Records drawn from a dataset

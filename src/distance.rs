//! Levenshtein edit distance.
//!
//! Insertion, deletion and substitution each cost 1. The function works on
//! `char`s so it never panics on non-ASCII input, although the correction
//! engine only ever feeds it lowercase ASCII.

/// Levenshtein distance between `a` and `b`.
///
/// The implementation is the textbook dynamic programming table of size
/// `(len(a) + 1) x (len(b) + 1)`. Symmetric, zero on equal strings, and it
/// satisfies the triangle inequality, which is what the BK-tree relies on.
pub fn levenshtein(a: &str, b: &str) -> usize {
    let a_chars: Vec<char> = a.chars().collect();
    let b_chars: Vec<char> = b.chars().collect();
    let (alen, blen) = (a_chars.len(), b_chars.len());

    if alen == 0 {
        return blen;
    }
    if blen == 0 {
        return alen;
    }

    let mut dp: Vec<Vec<usize>> = vec![vec![0; blen + 1]; alen + 1];

    for (i, row) in dp.iter_mut().enumerate() {
        row[0] = i;
    }
    for j in 0..=blen {
        dp[0][j] = j;
    }

    for i in 1..=alen {
        for j in 1..=blen {
            let cost = usize::from(a_chars[i - 1] != b_chars[j - 1]);
            dp[i][j] = std::cmp::min(
                std::cmp::min(dp[i - 1][j] + 1, dp[i][j - 1] + 1),
                dp[i - 1][j - 1] + cost,
            );
        }
    }

    dp[alen][blen]
}

/// [`levenshtein`] lifted to any string-like item, so it can serve as the
/// default distance of a `MetricTree<String>`.
pub fn str_distance<S: AsRef<str>>(a: &S, b: &S) -> usize {
    levenshtein(a.as_ref(), b.as_ref())
}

- **PROMPT**
Your answer must be the lines from the one containing "return blen;" to the last line of the entries, repeated exactly and with nothing else.

- **EXERCISE SOLUTION**
        return blen;
    }
    if blen == 0 {
        return alen;
    }

    let mut dp: Vec<Vec<usize>> = vec![vec![0; blen + 1]; alen + 1];

    for (i, row) in dp.iter_mut().enumerate() {
        row[0] = i;
    }
    for j in 0..=blen {
        dp[0][j] = j;
    }

    for i in 1..=alen {
        for j in 1..=blen {
            let cost = usize::from(a_chars[i - 1] != b_chars[j - 1]);
            dp[i][j] = std::cmp::min(
                std::cmp::min(dp[i - 1][j] + 1, dp[i][j - 1] + 1),
                dp[i - 1][j - 1] + cost,
            );
        }
    }

    dp[alen][blen]
}

/// [`levenshtein`] lifted to any string-like item, so it can serve as the
/// default distance of a `MetricTree<String>`.
pub fn str_distance<S: AsRef<str>>(a: &S, b: &S) -> usize {
    levenshtein(a.as_ref(), b.as_ref())
}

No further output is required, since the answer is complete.